Spoiler-ish
Had I been watching this on television, I would have thrown the remote at the television when the closing credits scrolled down the screen. As I read it in its a lengthy book form, I found myself beseeching Charles Dickens to come back and show how to tie up a complex story with a definite ending (send the main characters to Australia, drown them, send the car over the cliff- anything that finishes the story off!)
I had heard that this book was about a car-yard closing down, which did not seem a particularly promising premise for a book. Indeed, it is about a family-owned car-yard closing down, but it’s also about the implications on the family – Dickie, Imelda, Cass and PJ- as their financial situation tightens.
It’s set in Ireland, but it took me quite a while to shake off the sense that it was an American story instead. Certainly, there are mentions of the Magdalen convent in the middle of the town that nobody talks about, and the weather is often wet, but I still didn’t have a strong sense of its Irishness. Perhaps the car-yard, which seems a particularly American phenomenon, led me astray.
Dickie and Imelda married about 20 years ago, largely on the rebound from the death of Dickie’s brother, the local football hero Frank. Frank and Imelda had been engaged to be married, and after his death, Dickie and Imelda both sought solace from grief in each other’s arms. Dickie had long been slated to take over the family car-sales yard from his father Maurice, after completing a degree at Trinity College in Dublin. But other events had intervened, and so we find Dickie and Imelda, living in what had been the large family home on a large tract of land, deeply indebted and with the car yard in trouble. Their daughter, Cass, is in her final year of school, trying to work out her place with her friend Eileen and her own sexuality as she, too, goes to Trinity College. Their son PJ spends much of his time online, where he is being taken beyond his depth.
The story moves around, concentrating on different characters in turn, some written by a detached narrator, others told as a stream-of-consciousness where thoughts and verbal utterances are intertwined.
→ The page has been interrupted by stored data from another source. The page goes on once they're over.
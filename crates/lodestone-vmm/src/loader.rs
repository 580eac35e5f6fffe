//! Guest image loading.
//!
//! Only flat binaries are understood: the image is copied into user memory
//! in the low 64 KiB and executed from its first byte in real mode.

use std::fs;
use std::io;
use std::path::{Path, PathBuf};

use log::info;
use thiserror::Error;

use crate::memory::{AddressSpace, MemoryError};

/// Lowest address a flat image may occupy; page 0 stays free.
pub const FLAT_LOAD_START: u64 = 0x1000;
/// End of the window reachable with a zero code segment.
pub const FLAT_LOAD_END: u64 = 0x1_0000;

#[derive(Debug, Error)]
pub enum LoaderError {
    #[error("Failed to read image {path}: {source}")]
    Read {
        path: PathBuf,
        #[source]
        source: io::Error,
    },

    #[error("Image is empty")]
    Empty,

    #[error("Failed to place image: {0}")]
    Memory(#[from] MemoryError),
}

/// Places a guest image and reports where execution starts.
pub trait Loader {
    fn load(&self, memory: &mut AddressSpace) -> Result<u64, LoaderError>;
}

pub struct FlatImage {
    bytes: Vec<u8>,
}

impl FlatImage {
    pub fn new(bytes: Vec<u8>) -> Result<Self, LoaderError> {
        if bytes.is_empty() {
            return Err(LoaderError::Empty);
        }
        Ok(Self { bytes })
    }

    pub fn from_file(path: &Path) -> Result<Self, LoaderError> {
        let bytes = fs::read(path).map_err(|source| LoaderError::Read {
            path: path.to_path_buf(),
            source,
        })?;
        Self::new(bytes)
    }
}

impl Loader for FlatImage {
    fn load(&self, memory: &mut AddressSpace) -> Result<u64, LoaderError> {
        let entry = memory.load(FLAT_LOAD_START, FLAT_LOAD_END, &self.bytes, false)?;
        info!("flat image: {} bytes, entry {entry:#x}", self.bytes.len());
        Ok(entry)
    }
}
As with all families, there are the family stories but here they are unpacked and challenged as the spotlight shifts from person to person, and through flashbacks and back-story. Each of the characters is being lured by a different way of being, and there is an underlying pessimism about the outside world with its physical and emotional violence. Sex in the book is largely sordid, either physically or emotionally, and there are many near misses as events could have taken an even more calamitous turn.
The book is fairly heavy-handed in its preaching on climate change and societal collapse, although it does play a part in the plot. It does add to the ‘going to hell in a handbasket’ vibe of the whole book.
The action speeds up at the end of the book, with increasingly short chapters told from different characters’ perspectives until the narrative is a series of short paragraphs, as all the characters converge on one spot. But what happened? I think that perhaps, there was no near-miss here.
I enjoyed the book, although particularly in the first third I felt an oppressive sense of dread and doom every time I picked it up again. Despite the underlying pessimism of the book, and the unrelieved bleakness, Murray had filled out his characters enough for you to care about them as fellow humans, with whom we share vulnerabilities and thwarted dreams. My son said that it was the best book he read last year: I wouldn’t go that far, but I could barely put it down the further into it I went. So for me, not the best, but pretty damned good.
My rating: 8.5/10
Read because: Ivanhoe Reading Circle selection- and then I couldn’t attend the meeting because of COVID!!
Sourced from: Ladyhawke Books, Ivanhoe.